第209話 仲間たち

「ん……んん?」


「あ、起きた」


 時間にしておよそ三十分ほど。


 気絶していた偽物聖女が目を覚ました。


 瞳を開けて、きょろきょろと周りを見渡す。最後に俺を見て、驚愕した。


「あ、あなたは! ネファリアス!」


「やあ。気分は良さそうだね」


「全然よくない! なんで私はこんな薄暗い所で両手を縛られてるのよ!」


「それはお前が一番よく知ってると思うけど?」


「ッ。私を殺すの? 殺したところで民衆は納得するかしら」


 彼女は自分の状況、俺の目的を照らし合わせて即座に答えを得る。


 じろりとこちらを睨みながら挑発的な発言をした。


 しかし、俺は構わず腰に下げていた鞘から剣を抜く。その切っ先を偽物聖女の顔へと向けた。

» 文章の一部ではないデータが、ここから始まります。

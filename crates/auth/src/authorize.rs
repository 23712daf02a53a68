//! Pure authorization policy checks.

use std::collections::HashSet;

use thiserror::Error;

use stockpilot_core::TenantId;

use crate::{Permission, PrincipalId, TenantMembership};

/// A fully resolved principal for authorization decisions.
///
/// Construction is decoupled from storage and transport: the API layer
/// derives memberships from verified claims and its role policy.
#[derive(Debug, Clone, PartialEq, Eq)]
pub struct Principal {
    pub principal_id: PrincipalId,
    pub active_tenant_id: TenantId,
    pub membership: TenantMembership,
}

#[derive(Debug, Error, Clone, PartialEq, Eq)]
pub enum AuthzError {
    #[error("tenant mismatch")]
    TenantMismatch,

    #[error("forbidden: missing permission '{0}'")]
    Forbidden(String),
}

/// Command-side authorization contract (checked at the command boundary).
///
/// Implement this on commands that require permissions. The API layer
/// enforces the requirements before dispatching.
pub trait CommandAuthorization {
    fn required_permissions(&self) -> &[Permission];
}

/// Authorize a principal within its active tenant context.
///
/// - No IO
/// - No panics
/// - No business logic (pure policy check)
pub fn authorize(principal: &Principal, required: &Permission) -> Result<(), AuthzError> {
    if principal.active_tenant_id != principal.membership.tenant_id {
        return Err(AuthzError::TenantMismatch);
    }

    let perms: HashSet<&str> = principal
        .membership
        .permissions
        .iter()
        .map(|p| p.as_str())
        .collect();

    if perms.contains("*") || perms.contains(required.as_str()) {
        Ok(())
    } else {
        Err(AuthzError::Forbidden(required.as_str().to_string()))
    }
}

#[cfg(test)]
mod tests {
    use super::*;
    use crate::Role;

    fn principal_with(perms: Vec<Permission>) -> Principal {
        let tenant_id = TenantId::new();
        Principal {
            principal_id: PrincipalId::new(),
            active_tenant_id: tenant_id,
            membership: TenantMembership {
                tenant_id,
                roles: vec![Role::new("clerk")],
                permissions: perms,
            },
        }
    }

    #[test]
    fn explicit_permission_is_granted() {
        let p = principal_with(vec![Permission::new("products.create")]);
        assert!(authorize(&p, &Permission::new("products.create")).is_ok());
    }

    #[test]
    fn wildcard_grants_everything() {
        let p = principal_with(vec![Permission::new("*")]);
        assert!(authorize(&p, &Permission::new("purchases.orders.approve")).is_ok());
    }

    #[test]
    fn missing_permission_is_forbidden() {
        let p = principal_with(vec![Permission::new("products.read")]);
        match authorize(&p, &Permission::new("products.create")) {
            Err(AuthzError::Forbidden(perm)) => assert_eq!(perm, "products.create"),
            other => panic!("Expected Forbidden, got {other:?}"),
        }
    }

    #[test]
    fn tenant_mismatch_is_rejected_before_permission_checks() {
        let mut p = principal_with(vec![Permission::new("*")]);
        p.active_tenant_id = TenantId::new();
        assert_eq!(
            authorize(&p, &Permission::new("products.read")),
            Err(AuthzError::TenantMismatch)
        );
    }
}
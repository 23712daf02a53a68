//! Append-only event store boundary.
//!
//! Storage-agnostic trait plus the two backends the application selects
//! between at startup: in-memory (tests/dev) and Postgres (persistent).
//! The read-only [`EventQuery`] interface backs the event inspection API.

pub mod in_memory;
pub mod postgres;
pub mod query;
pub mod r#trait;

pub use in_memory::InMemoryEventStore;
pub use postgres::PostgresEventStore;
pub use query::{EventFilter, EventQuery, EventQueryResult, Pagination};
pub use r#trait::{EventStore, EventStoreError, StoredEvent, UncommittedEvent};
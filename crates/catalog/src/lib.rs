//! Catalog domain module (products and categories, event-sourced).
//!
//! This crate contains business rules for the product catalog, implemented
//! purely as deterministic domain logic (no IO, no HTTP, no storage).

pub mod category;
pub mod product;

pub use category::{
    ArchiveCategory, Category, CategoryArchived, CategoryCommand, CategoryCreated, CategoryEvent,
    CategoryId, CategoryRenamed, CategoryStatus, CreateCategory, RenameCategory,
};
pub use product::{
    ActivateProduct, ArchiveProduct, AssignCategory, CreateProduct, PricingMetadata, Product,
    ProductActivated, ProductArchived, ProductAttributesSet, ProductCategoryAssigned,
    ProductCommand, ProductCreated, ProductDetailsUpdated, ProductEvent, ProductId,
    ProductPricingSet, ProductStatus, SetAttributes, SetPricing, UpdateDetails,
};
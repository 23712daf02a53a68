//! Entity trait: identity + continuity across state changes.

/// Entity marker + minimal interface.
///
/// Entities inside an aggregate (e.g. a purchase-order line) are identified
/// by a local id that stays stable while their attributes change.
pub trait Entity {
    /// Strongly-typed entity identifier.
    type Id: Clone + Eq + core::hash::Hash + core::fmt::Debug;

    /// Returns the entity identifier.
    fn id(&self) -> &Self::Id;
}
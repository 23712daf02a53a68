//! Inventory domain module (event-sourced).
//!
//! This crate contains business rules for stock items and their movements,
//! implemented purely as deterministic domain logic (no IO, no HTTP, no
//! storage).

pub mod stock_item;

pub use stock_item::{
    CorrectStock, IssueStock, MovementKind, ProductTracked, ReceiveStock, ReplenishmentPolicy,
    ReplenishmentPolicySet, SetReplenishmentPolicy, StockCorrected, StockIssued, StockItem,
    StockItemCommand, StockItemEvent, StockItemId, StockReceived, TrackProduct,
};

「どうだろうな。もしかすると不満を抱えていた民衆は納得するかもしれないぞ? お前は本物の聖女じゃなかったってな」


「そんな上手くいくわけないでしょ。この国の聖女って地位は疑問視されるわ。今後に響くかもしれないわね!」


「お前のせいでな」


「何よ。謝ってほしいの? 謝ったら満足するの?」


「いや。最終的にはお前が聖女でさえなくなればいい。殺すことも考えている」


「なッ⁉ しょ、正気⁉ あなた、元騎士なんでしょ? 人を殺すことに躊躇いは無いの⁉」


「情に訴えかけても無駄だよ。俺は平気で人を殺す。もう、お前を殺す覚悟くらいはしてきたさ」


 いままで俺が何人もの人間を殺してきたと思ってる。


 スカディを追いやったお前は、俺の中で盗賊と大差無い。殺すのに悲しみを覚えることは無かった。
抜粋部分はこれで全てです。